Não depende de quanto temos
Deus não nos criou para a mediocridade, para a mendicância, para a miséria, e deseja o nosso progresso constante. De Abraão a Davi, a quantos Ele abençoou com posses e bens materiais? Portanto, não há nada de errado em querermos prosperar e melhorar de vida, mas nossas conquistas devem ser fruto de nosso esforço, de nosso trabalho e, sobretudo, da nossa fé. O que não podemos é desejar o que é do outro ou desejar que, se não podemos enriquecer, que o outro também empobreça, apenas para nos sentirmos melhor, de acordo com nosso tacanho senso de justiça.
Na parábola dos talentos, o Senhor deixa muito claro que, ao que foi fiel no pouco, Ele concederá mais, mostrando que existe uma lei da abundância e da prosperidade. Essa lei não depende do quanto se tem, mas que proveito se tira para Deus daquilo que se tem, daquilo que Deus nos concedeu.
É fundamental não termos apego aos bens materiais, e isso também não depende do quanto temos, mas sim da forma como nos deixamos envolver pelo que temos, ou até pelo que não temos, porque há muita gente que possui muitos bens e muitas riquezas e vive como se não possuísse; e muitos que se fazem escravos daquilo que nem possuem, roubando, adulterando e praticando toda sorte de delitos para se apossar daquilo que não é seu por direito, que pertence ao outro.
Há situações de fome e de miséria que poderiam ser melhoradas pela ação dos que possuem muito? Sem dúvida, há, e possuir e não compartilhar é um pecado grave. Porém, há pessoas que, mesmo tendo condições de trabalhar e progredir, por decisão própria, passarão a vida inteira de esmolas e de favores, porque se afeiçoaram a isso e não desejam viver de outra maneira.
A esmola ao homem são
Há uma música de um cantor popular que diz: “Ao se dar uma esmola para um homem que é são, ou lhe mata de vergonha ou vicia o cidadão.” E existem muitos que estão viciados em pedir, em explorar, em querer tirar do outro aquilo que acreditam que deveria ser seu. E, não nos iludamos, há pobres e há ricos que agem dessa maneira. Há mendigos espirituais, mendigos emocionais.
Para muitos a riqueza não pesa, pois sabem administrar os bens que possuem – e com eles gerar recursos e possibilidades–, usufruir sem afetação e multiplicar com inteligência. Estes caminham leves pela vida. E outros que, não tendo e não precisando passar pela muitas vezes aflitiva prova da riqueza, ainda assim, vivem curvados sob o peso da inconformidade e da revolta; é como se carregassem pedras sobre os ombros. Pesa-lhes não ter e pesa-lhes ver que o outro tem.

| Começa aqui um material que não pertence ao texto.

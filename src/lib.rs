//! Friction Combat - text-driven combat resolution
//!
//! Free-text actions are scored for precision, rolled against a failure
//! chance, and may leave the actor immobilized. Incoming actions open timed
//! reaction windows that close exactly once.

pub mod combat;
pub mod core;
pub mod engine;
pub mod narration;
pub mod ports;
pub mod reaction;
pub mod timer;

pub use crate::core::config::EngineConfig;
pub use crate::core::error::{CombatError, Result};
pub use crate::engine::{ActorStatus, Attempt, CombatEngine, CounterOutcome};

Ser rico ou ser pobre são apenas dois papéis que vivemos na vida e, embora a cruz do pobre pareça pior, a do rico pode ser muito mais pesada. Se temos ou se não temos, não é isso que importa a Deus, mas sim a maneira como conduzimos e zelamos pelo que nos foi colocado nas mãos.
Devemos procurar progredir em todas as circunstâncias e a tudo agradecer, certos de que Deus sempre fará o melhor para nós. Se ricos ou pobres, o importante é vivermos desapegados de tudo o que temos e de tudo o que Deus não nos deixou possuir, e vivermos para amar e fazer a vontade de Deus em todas as coisas.